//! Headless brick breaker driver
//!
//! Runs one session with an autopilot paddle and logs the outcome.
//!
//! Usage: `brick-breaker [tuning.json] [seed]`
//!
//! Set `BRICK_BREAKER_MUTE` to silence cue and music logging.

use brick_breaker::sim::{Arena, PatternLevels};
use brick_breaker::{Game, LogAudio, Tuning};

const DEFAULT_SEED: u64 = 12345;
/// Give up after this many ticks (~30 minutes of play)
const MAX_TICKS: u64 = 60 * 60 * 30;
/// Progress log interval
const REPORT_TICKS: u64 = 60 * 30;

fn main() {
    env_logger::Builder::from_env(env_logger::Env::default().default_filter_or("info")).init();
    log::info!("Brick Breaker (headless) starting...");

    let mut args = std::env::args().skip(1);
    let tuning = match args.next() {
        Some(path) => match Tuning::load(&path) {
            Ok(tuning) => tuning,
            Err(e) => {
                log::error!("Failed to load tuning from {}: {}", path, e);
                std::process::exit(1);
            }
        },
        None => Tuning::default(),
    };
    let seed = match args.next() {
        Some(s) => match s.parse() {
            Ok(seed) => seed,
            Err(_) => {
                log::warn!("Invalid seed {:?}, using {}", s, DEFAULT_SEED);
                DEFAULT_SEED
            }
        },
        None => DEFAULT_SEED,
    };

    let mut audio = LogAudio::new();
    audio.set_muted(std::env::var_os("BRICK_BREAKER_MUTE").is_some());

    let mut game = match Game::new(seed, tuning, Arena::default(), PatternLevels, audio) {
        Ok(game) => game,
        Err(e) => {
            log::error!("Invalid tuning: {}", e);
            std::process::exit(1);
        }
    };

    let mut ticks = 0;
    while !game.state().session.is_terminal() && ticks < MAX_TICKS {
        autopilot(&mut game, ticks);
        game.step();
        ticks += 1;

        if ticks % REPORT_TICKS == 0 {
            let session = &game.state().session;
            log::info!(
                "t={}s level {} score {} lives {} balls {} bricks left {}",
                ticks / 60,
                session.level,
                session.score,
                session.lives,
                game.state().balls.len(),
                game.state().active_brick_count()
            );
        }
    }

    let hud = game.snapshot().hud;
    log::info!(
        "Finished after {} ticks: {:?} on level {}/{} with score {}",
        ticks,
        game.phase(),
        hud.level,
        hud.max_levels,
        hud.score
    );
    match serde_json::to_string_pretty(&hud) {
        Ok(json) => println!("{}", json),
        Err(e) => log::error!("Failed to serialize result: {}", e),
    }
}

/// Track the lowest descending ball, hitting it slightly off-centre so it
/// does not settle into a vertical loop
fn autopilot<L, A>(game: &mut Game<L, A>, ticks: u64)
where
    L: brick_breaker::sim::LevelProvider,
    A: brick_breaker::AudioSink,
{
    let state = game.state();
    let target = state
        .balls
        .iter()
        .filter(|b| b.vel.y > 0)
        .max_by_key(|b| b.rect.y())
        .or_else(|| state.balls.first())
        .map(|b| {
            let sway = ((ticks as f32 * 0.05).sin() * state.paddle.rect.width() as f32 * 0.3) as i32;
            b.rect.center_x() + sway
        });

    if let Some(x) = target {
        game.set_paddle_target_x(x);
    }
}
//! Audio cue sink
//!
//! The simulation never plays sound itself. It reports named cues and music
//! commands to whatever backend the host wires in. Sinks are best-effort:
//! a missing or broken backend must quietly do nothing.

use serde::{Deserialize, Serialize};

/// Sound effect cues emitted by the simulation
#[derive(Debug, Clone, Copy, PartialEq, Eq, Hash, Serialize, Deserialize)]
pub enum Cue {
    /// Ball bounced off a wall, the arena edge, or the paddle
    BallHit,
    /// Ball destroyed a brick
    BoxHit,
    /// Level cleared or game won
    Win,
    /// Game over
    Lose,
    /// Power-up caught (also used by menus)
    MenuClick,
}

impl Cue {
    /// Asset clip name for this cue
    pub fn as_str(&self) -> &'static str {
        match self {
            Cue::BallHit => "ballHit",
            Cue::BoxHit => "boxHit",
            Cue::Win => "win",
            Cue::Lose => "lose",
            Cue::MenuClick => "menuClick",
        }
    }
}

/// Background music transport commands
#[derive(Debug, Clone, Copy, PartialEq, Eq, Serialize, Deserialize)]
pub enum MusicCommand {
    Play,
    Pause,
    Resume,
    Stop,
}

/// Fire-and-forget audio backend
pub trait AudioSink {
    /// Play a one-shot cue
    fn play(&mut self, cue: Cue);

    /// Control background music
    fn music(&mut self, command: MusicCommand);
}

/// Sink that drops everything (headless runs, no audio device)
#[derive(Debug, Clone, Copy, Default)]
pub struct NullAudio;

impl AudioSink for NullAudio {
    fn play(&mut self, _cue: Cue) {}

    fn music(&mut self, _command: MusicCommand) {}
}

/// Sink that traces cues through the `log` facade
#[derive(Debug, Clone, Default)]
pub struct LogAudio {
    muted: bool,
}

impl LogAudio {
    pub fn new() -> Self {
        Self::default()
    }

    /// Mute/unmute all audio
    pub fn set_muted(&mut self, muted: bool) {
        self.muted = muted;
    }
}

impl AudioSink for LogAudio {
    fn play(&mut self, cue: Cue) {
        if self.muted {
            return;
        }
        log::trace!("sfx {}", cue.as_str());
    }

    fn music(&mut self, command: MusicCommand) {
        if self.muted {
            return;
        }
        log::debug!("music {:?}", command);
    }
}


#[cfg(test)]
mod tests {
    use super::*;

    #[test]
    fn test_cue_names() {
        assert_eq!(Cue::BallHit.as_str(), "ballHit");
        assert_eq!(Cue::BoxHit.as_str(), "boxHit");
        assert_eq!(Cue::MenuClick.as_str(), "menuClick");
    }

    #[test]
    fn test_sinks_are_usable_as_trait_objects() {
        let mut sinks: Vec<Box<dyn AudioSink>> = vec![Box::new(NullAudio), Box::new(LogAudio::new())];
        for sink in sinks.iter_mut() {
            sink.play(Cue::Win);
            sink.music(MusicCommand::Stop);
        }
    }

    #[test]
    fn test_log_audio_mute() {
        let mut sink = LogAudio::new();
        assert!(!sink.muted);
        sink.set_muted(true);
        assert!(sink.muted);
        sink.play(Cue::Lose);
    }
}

▶ _Exercise goal_
Only the lines from the start of the data to the line holding "const MAX_TICKS: u64 = 60 * 60 * 30;" are wanted; return them exactly, both ends included.

▶ _Answer box_
//! Headless brick breaker driver
//!
//! Runs one session with an autopilot paddle and logs the outcome.
//!
//! Usage: `brick-breaker [tuning.json] [seed]`
//!
//! Set `BRICK_BREAKER_MUTE` to silence cue and music logging.

use brick_breaker::sim::{Arena, PatternLevels};
use brick_breaker::{Game, LogAudio, Tuning};

const DEFAULT_SEED: u64 = 12345;
/// Give up after this many ticks (~30 minutes of play)
const MAX_TICKS: u64 = 60 * 60 * 30;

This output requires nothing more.